◆ **Data excerpts**:
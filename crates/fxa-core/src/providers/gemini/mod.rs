//! Google Gemini provider
//!
//! Text generation with function declarations through `generateContent`.

pub mod auth;
pub mod provider;
pub mod types;

pub use auth::GeminiAuth;
pub use provider::GeminiProvider;

/// Gemini configuration
#[derive(Clone, Debug)]
pub struct GeminiConfig {
    /// Model name for text generation
    pub model: String,
    /// Base URL for API requests
    pub base_url: String,
}

impl GeminiConfig {
    /// Create default configuration for API key auth
    pub fn default_api_key(model: String) -> Self {
        Self::with_base_url(
            model,
            "https://generativelanguage.googleapis.com/v1beta/models".to_string(),
        )
    }

    /// Create configuration with a custom base URL
    pub fn with_base_url(model: String, base_url: String) -> Self {
        Self {
            model,
            base_url: base_url.trim_end_matches('/').to_string(),
        }
    }
}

◆ **Exercise**:
Print out each record above exactly, with nothing omitted.

◆ **Response box**:
filename crates/fxa-core/src/providers/gemini/mod.rs
//! Google Gemini provider
//!
//! Text generation with function declarations through `generateContent`.

pub mod auth;
pub mod provider;
pub mod types;

pub use auth::GeminiAuth;
pub use provider::GeminiProvider;

/// Gemini configuration
#[derive(Clone, Debug)]
pub struct GeminiConfig {
    /// Model name for text generation
    pub model: String,
    /// Base URL for API requests
    pub base_url: String,
}

impl GeminiConfig {
    /// Create default configuration for API key auth
    pub fn default_api_key(model: String) -> Self {
        Self::with_base_url(
            model,
            "https://generativelanguage.googleapis.com/v1beta/models".to_string(),
        )
    }

    /// Create configuration with a custom base URL
    pub fn with_base_url(model: String, base_url: String) -> Self {
        Self {
            model,
            base_url: base_url.trim_end_matches('/').to_string(),
        }
    }
}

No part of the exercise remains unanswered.